PROBLEM TO WORK ON:
Search the records for the string "engine" and copy every line in which it appears.

Start of EXTRACTED DATA

//! FILENAME: report-model/src/aggregate.rs
//! Aggregate Functions - the closed set of re-aggregatable reducers.
//!
//! The data-table engine derives each coarser grouping level from the
//! previous level's already-aggregated output, so every function offered
//! here must be re-aggregatable: folding partial aggregates must give the
//! same result as folding the raw values directly. Sum, min, max and
//! running-sum counting satisfy that law; distinct-count and plain average
//! do not, which is why they are not members of this enum.

use std::cmp::Ordering;

use rust_decimal::Decimal;
use serde::{Deserialize, Serialize};

use crate::value::Value;

// ============================================================================
// AGGREGATE
// ============================================================================

/// A `(seed, combine)` reducer over column values.
#[derive(Debug, Clone, Copy, PartialEq, Eq, Hash, Serialize, Deserialize)]
pub enum Aggregate {
    /// Numeric addition.
    Sum,
    /// Smallest value by the value ordering. Works over text and dates too.
    Min,
    /// Largest value by the value ordering.
    Max,
    /// Running sum of pre-counted contributions (a count column holding 1
    /// per raw row, or partial counts from a finer level). Counting as a
    /// sum is what keeps the function re-aggregatable across levels.
    Count,
}

impl Default for Aggregate {
    fn default() -> Self {
        Aggregate::Sum
    }
}

impl Aggregate {
    /// Accumulator start value. The engine folds it in on the first
    /// non-null input only, so an all-null group stays null rather than
    /// surfacing the seed.
    pub fn seed(self) -> Value {
        match self {
            Aggregate::Sum | Aggregate::Count => Value::Number(Decimal::ZERO),
            Aggregate::Min | Aggregate::Max => Value::Null,
        }
    }

    /// Folds one value into the accumulator. A value the function cannot
    /// digest (wrong type, or no mutual order with the accumulator) leaves
    /// the accumulator unchanged.
    pub fn combine(self, accumulator: Value, value: &Value) -> Value {
        match self {
            Aggregate::Sum | Aggregate::Count => match (accumulator, value) {
                (Value::Number(a), Value::Number(b)) => Value::Number(a + *b),
                (accumulator, _) => accumulator,
            },
            Aggregate::Min => pick(accumulator, value, Ordering::Less),
            Aggregate::Max => pick(accumulator, value, Ordering::Greater),
        }
    }
}

/// Keeps the accumulator or replaces it with `value`, whichever sits on the
/// `keep` side of the ordering. A null accumulator is always replaced.
fn pick(accumulator: Value, value: &Value, keep: Ordering) -> Value {
    if accumulator.is_null() {
        return value.clone();
    }
    match accumulator.partial_cmp(value) {
        Some(order) if order == keep => accumulator,
        Some(_) => value.clone(),
        None => accumulator,
    }
}

// ============================================================================
// TESTS
// ============================================================================
//! Core types for the pdfstash upload pipeline: the PDF extraction seam,
//! the SQLite document store and the configuration file format.

use thiserror::Error;

pub mod backend;
pub mod config;
pub mod document;
pub mod store;

// Re-export for convenience
pub use backend::{BackendError, MockBackend, PdfBackend};
pub use document::ExtractedDocument;
pub use store::StoreError;

/// Failure of one upload request, split by stage so the HTTP boundary can
/// pick the user-facing message per category without re-deriving the cause.
///
/// `Display` is transparent: each variant renders as the underlying failure
/// text alone, leaving message framing to the boundary.
#[derive(Error, Debug)]
pub enum ProcessError {
    /// The request did not carry a usable file. The message is shown to
    /// the user as-is.
    #[error("{0}")]
    Validation(String),
    /// The document could not be opened or its text extracted.
    #[error("{0}")]
    Extraction(#[from] BackendError),
    /// The database connection or the insert failed.
    #[error("{0}")]
    Persistence(#[from] StoreError),
}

End of EXTRACTED DATA

SOLUTION FOR THIS TASK:
//! The data-table engine derives each coarser grouping level from the
    /// Accumulator start value. The engine folds it in on the first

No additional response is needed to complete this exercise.